SB2017111908 - Fedora 26 update for xen
Published: November 19, 2017 Updated: April 24, 2025
Security Bulletin ID
SB2017111908
Severity
Low
Patch available
YES
Number of vulnerabilities
3
Exploitation vector
Adjecent network
Highest impact
Denial of service
Breakdown by Severity
- Low
- Medium
- High
- Critical
Description
This security bulletin contains information about 3 secuirty vulnerabilities.
1) Resource exhaustion (CVE-ID: CVE-2017-15595)
The vulnerability allows an adjacent attacker to gain elevated privileges or cause DoS conditions on the target system.The weakness exists due to improper input validation. An adjacent attacker can supply specially crafted page-table stacking, trigger unbounded recursion, stack consumption, gain elevated privileges or cause hypervisor crash.
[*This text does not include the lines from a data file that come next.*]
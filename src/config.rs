use std::env;

#[derive(Debug, thiserror::Error)]
pub enum ConfigError {
    #[error("{0} not set")]
    Missing(&'static str),
    #[error("Invalid {0}: {1}")]
    Invalid(&'static str, String),
}

/// Placeholder substituted with the decoded activation URI when rendering
/// the mail body.
pub const ACTIVATION_LINK_PLACEHOLDER: &str = "{activation_link}";

const DEFAULT_EXPIRATION_MINUTES: &str = "1440";

const DEFAULT_MAIL_SUBJECT: &str = "Activate your account";

const DEFAULT_MAIL_TEMPLATE: &str = "Welcome!\n\n\
Thank you for registering. Please activate your account by visiting the link below:\n\n\
{activation_link}\n\n\
If you did not request this registration, you can safely ignore this email.\n";

#[derive(Debug, Clone)]
pub struct RegistrationConfig {
    /// Path fragment appended to the application base URI, e.g. `/activate`.
    pub account_activation_path: String,
    /// Validity window for issued tokens, in minutes.
    pub token_expiration_minutes: i64,
    pub mail_subject: String,
    /// Body template containing exactly one `{activation_link}` placeholder.
    pub mail_template: String,
}

impl RegistrationConfig {
    pub fn from_env() -> Result<Self, ConfigError> {
        let account_activation_path = env::var("ACCOUNT_ACTIVATION_PATH")
            .map_err(|_| ConfigError::Missing("ACCOUNT_ACTIVATION_PATH"))?;

        let token_expiration_minutes = env::var("REGISTRATION_TOKEN_EXPIRATION_MINUTES")
            .unwrap_or_else(|_| DEFAULT_EXPIRATION_MINUTES.to_string())
            .parse::<i64>()
            .map_err(|e| {
                ConfigError::Invalid("REGISTRATION_TOKEN_EXPIRATION_MINUTES", e.to_string())
            })?;

        let mail_subject =
            env::var("REGISTRATION_MAIL_SUBJECT").unwrap_or_else(|_| DEFAULT_MAIL_SUBJECT.into());
        let mail_template = env::var("REGISTRATION_MAIL_TEMPLATE")
            .unwrap_or_else(|_| DEFAULT_MAIL_TEMPLATE.into());

        Self::new(
            account_activation_path,
            token_expiration_minutes,
            mail_subject,
            mail_template,
        )
    }

    pub fn new(
        account_activation_path: String,
        token_expiration_minutes: i64,
        mail_subject: String,
        mail_template: String,
    ) -> Result<Self, ConfigError> {
        if !account_activation_path.starts_with('/') {
            return Err(ConfigError::Invalid(
                "ACCOUNT_ACTIVATION_PATH",
                format!("must start with '/', got {account_activation_path:?}"),
            ));
        }

        if token_expiration_minutes <= 0 {
            return Err(ConfigError::Invalid(
                "REGISTRATION_TOKEN_EXPIRATION_MINUTES",
                format!("must be positive, got {token_expiration_minutes}"),
            ));
        }

        if !mail_template.contains(ACTIVATION_LINK_PLACEHOLDER) {
            return Err(ConfigError::Invalid(
                "REGISTRATION_MAIL_TEMPLATE",
                format!("missing the {ACTIVATION_LINK_PLACEHOLDER} placeholder"),
            ));
        }

        Ok(Self {
            account_activation_path,
            token_expiration_minutes,
            mail_subject,
            mail_template,
        })
    }
}
use crate::models::registration_token::RegistrationToken;
use async_trait::async_trait;
use sqlx::SqlitePool;

pub use super::user_repository::{RepositoryError, RepositoryResult};

/// Persistence for registration tokens. The schema enforces at most one
/// token row per user; issuance policy (reuse vs. replace) lives in the
/// service layer.
#[async_trait]
#[cfg_attr(test, mockall::automock)]
pub trait RegistrationTokenRepository: Send + Sync {
    async fn insert(
        &self,
        user_id: i64,
        token: &str,
        expires_at: &str,
    ) -> RepositoryResult<RegistrationToken>;
    async fn find_by_token(&self, token: &str) -> RepositoryResult<Option<RegistrationToken>>;
    async fn find_by_user(&self, user_id: i64) -> RepositoryResult<Option<RegistrationToken>>;
    async fn delete(&self, token: &str) -> RepositoryResult<()>;
    /// Removes every row past its expiration. Housekeeping only; never
    /// called on the request path.
    async fn delete_expired(&self, now: &str) -> RepositoryResult<u64>;
}

pub struct SqliteRegistrationTokenRepository {
    pool: SqlitePool,
}

impl SqliteRegistrationTokenRepository {
    pub fn new(pool: SqlitePool) -> Self {
        Self { pool }
    }
}

#[async_trait]
impl RegistrationTokenRepository for SqliteRegistrationTokenRepository {
    async fn insert(
        &self,
        user_id: i64,
        token: &str,
        expires_at: &str,
    ) -> RepositoryResult<RegistrationToken> {
        let result = sqlx::query(
            "INSERT INTO registration_tokens (user_id, token, expires_at) VALUES (?, ?, ?)",
        )
        .bind(user_id)
        .bind(token)
        .bind(expires_at)
        .execute(&self.pool)
        .await;

        match result {
            Ok(_) => self
                .find_by_token(token)
                .await?
                .ok_or(RepositoryError::NotFound),
            Err(e) => {
                if e.to_string().contains("UNIQUE") {
                    Err(RepositoryError::AlreadyExists)
                } else {
                    Err(RepositoryError::Database(e))
                }
            }
        }
    }

    async fn find_by_token(&self, token: &str) -> RepositoryResult<Option<RegistrationToken>> {
        let row = sqlx::query_as::<_, RegistrationToken>(
            r#"
            SELECT id, user_id, token, expires_at, created_at
            FROM registration_tokens
            WHERE token = ?
            "#,
        )
        .bind(token)
        .fetch_optional(&self.pool)
        .await?;

        Ok(row)
    }

    async fn find_by_user(&self, user_id: i64) -> RepositoryResult<Option<RegistrationToken>> {
        let row = sqlx::query_as::<_, RegistrationToken>(
            r#"
            SELECT id, user_id, token, expires_at, created_at
            FROM registration_tokens
            WHERE user_id = ?
            "#,
        )
        .bind(user_id)
        .fetch_optional(&self.pool)
        .await?;

        Ok(row)
    }

    async fn delete(&self, token: &str) -> RepositoryResult<()> {
        let result = sqlx::query("DELETE FROM registration_tokens WHERE token = ?")
            .bind(token)
            .execute(&self.pool)
            .await?;

        if result.rows_affected() == 0 {
            return Err(RepositoryError::NotFound);
        }

        Ok(())
    }

    async fn delete_expired(&self, now: &str) -> RepositoryResult<u64> {
        let result = sqlx::query("DELETE FROM registration_tokens WHERE expires_at < ?")
            .bind(now)
            .execute(&self.pool)
            .await?;

        Ok(result.rows_affected())
    }
}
2) Privilege escalation (CVE-ID: CVE-2017-15592)
The vulnerability allows an adjacent attacker to cause DoS conditions or gain elevated privileges on the target system.The weakness exists due to mishandling of self-linear shadow mappings for translated guests. An adjacent attacker can supply self-linear shadow mappings and cause the hypervisor to crash or possibly gain elevated privileges.
3) Memory corruption (CVE-ID: CVE-2017-15592)
The vulnerability allows an adjacent attacker to cause DoS condition on the target system.The weakness exists in HVM guest systems due to insufficient memory processing. An adjacent attacker can trigger memory corruption and cause the system to crash.
Successful exploitation of the vulnerability may result in denial of service.
Remediation
Install update from vendor's website.